## Saved data entries
==============================
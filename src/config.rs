//! Server configuration
//!
//! Every field has a default, so an empty JSON object (or no file at all)
//! gives a working server.

use crate::notify::{parse_classes, BroadcastSink, Notifier, TracingSink};
use crate::store::DEFAULT_MAX_INTSET_ENTRIES;
use anyhow::{bail, Context};
use serde::Deserialize;
use std::path::Path;
use std::sync::Arc;

/// Environment variable naming the config file when no argument is given
pub const CONFIG_ENV: &str = "CINDERKV_CONFIG";

#[derive(Debug, Clone, PartialEq, Deserialize)]
#[serde(default)]
pub struct Config {
    /// RESP listener address
    pub bind: String,
    /// HTTP stats listener; disabled when absent
    pub web_addr: Option<String>,
    pub databases: usize,
    /// Member count above which a compact integer set is converted
    pub set_max_intset_entries: usize,
    /// Keyspace event classes, e.g. "Elg" or "A"
    pub notify_keyspace_events: String,
    /// Fallback tracing directive when RUST_LOG is unset
    pub log_level: String,
    pub worker_threads: usize,
    /// Bytes of unparsed input a client may buffer before it is disconnected
    pub max_query_buffer: usize,
}

impl Default for Config {
    fn default() -> Self {
        Config {
            bind: "127.0.0.1:6379".to_string(),
            web_addr: None,
            databases: 16,
            set_max_intset_entries: DEFAULT_MAX_INTSET_ENTRIES,
            notify_keyspace_events: String::new(),
            log_level: "info".to_string(),
            worker_threads: num_cpus::get(),
            max_query_buffer: 1024 * 1024 * 1024,
        }
    }
}

impl Config {
    /// Parse a JSON document
    pub fn from_json(text: &str) -> anyhow::Result<Self> {
        let config: Config = serde_json::from_str(text).context("invalid configuration JSON")?;
        config.validate()?;
        Ok(config)
    }

    /// Read and parse the file at `path`
    pub fn from_file(path: impl AsRef<Path>) -> anyhow::Result<Self> {
        let path = path.as_ref();
        let text = std::fs::read_to_string(path)
            .with_context(|| format!("failed to read config file {}", path.display()))?;
        Self::from_json(&text).with_context(|| format!("in config file {}", path.display()))
    }

    /// Load from the first command line argument, else from the file named
    /// by `CINDERKV_CONFIG`, else defaults
    pub fn load() -> anyhow::Result<Self> {
        let path = std::env::args()
            .nth(1)
            .or_else(|| std::env::var(CONFIG_ENV).ok());
        match path {
            Some(path) => Self::from_file(path),
            None => Ok(Self::default()),
        }
    }

    pub fn validate(&self) -> anyhow::Result<()> {
        if self.databases == 0 {
            bail!("databases must be at least 1");
        }
        if self.worker_threads == 0 {
            bail!("worker_threads must be at least 1");
        }
        if self.max_query_buffer == 0 {
            bail!("max_query_buffer must be at least 1");
        }
        if parse_classes(&self.notify_keyspace_events).is_none() {
            bail!(
                "invalid notify_keyspace_events '{}'",
                self.notify_keyspace_events
            );
        }
        Ok(())
    }

    /// Notifier for the configured event classes, logging at trace level
    /// and publishing on `events`
    pub fn notifier(&self, events: Arc<BroadcastSink>) -> Notifier {
        let flags = parse_classes(&self.notify_keyspace_events).unwrap_or(0);
        if flags == 0 {
            return Notifier::disabled();
        }
        let mut notifier = Notifier::new(flags);
        notifier.add_sink(Arc::new(TracingSink));
        notifier.add_sink(events);
        notifier
    }
}

#[cfg(test)]
mod tests {
    use super::*;
    use crate::notify::EventClass;

    #[test]
    fn test_defaults_from_empty_object() {
        let config = Config::from_json("{}").unwrap();
        assert_eq!(config.bind, "127.0.0.1:6379");
        assert_eq!(config.databases, 16);
        assert_eq!(config.set_max_intset_entries, 512);
        assert!(config.web_addr.is_none());
        assert!(config.worker_threads >= 1);
    }

    #[test]
    fn test_overrides() {
        let config = Config::from_json(
            r#"{"bind": "0.0.0.0:7000", "web_addr": "127.0.0.1:8080", "databases": 4}"#,
        )
        .unwrap();
        assert_eq!(config.bind, "0.0.0.0:7000");
        assert_eq!(config.web_addr.as_deref(), Some("127.0.0.1:8080"));
        assert_eq!(config.databases, 4);
    }

    #[test]
    fn test_validation() {
        assert!(Config::from_json(r#"{"databases": 0}"#).is_err());
        assert!(Config::from_json(r#"{"notify_keyspace_events": "Q"}"#).is_err());
        assert!(Config::from_json("not json").is_err());
    }

    #[test]
    fn test_notifier() {
        let events = Arc::new(BroadcastSink::new(8));
        assert!(!Config::default()
            .notifier(events.clone())
            .is_enabled(EventClass::List));

        let config = Config {
            notify_keyspace_events: "El".to_string(),
            ..Config::default()
        };
        let mut rx = events.subscribe();
        let notifier = config.notifier(events);
        assert!(notifier.is_enabled(EventClass::List));
        assert!(!notifier.is_enabled(EventClass::Hash));

        notifier.notify(EventClass::List, "rpush", &bytes::Bytes::from("q"), 0);
        assert_eq!(rx.try_recv().unwrap().event, "rpush");
    }

    #[test]
    fn test_max_query_buffer() {
        let config = Config::from_json(r#"{"max_query_buffer": 4096}"#).unwrap();
        assert_eq!(config.max_query_buffer, 4096);
        assert_eq!(Config::default().max_query_buffer, 1024 * 1024 * 1024);
        assert!(Config::from_json(r#"{"max_query_buffer": 0}"#).is_err());
    }
}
==============================
## The task
Give the count, and only the count, of lines in these records that hold the string "crate".

## Response to this exercise
3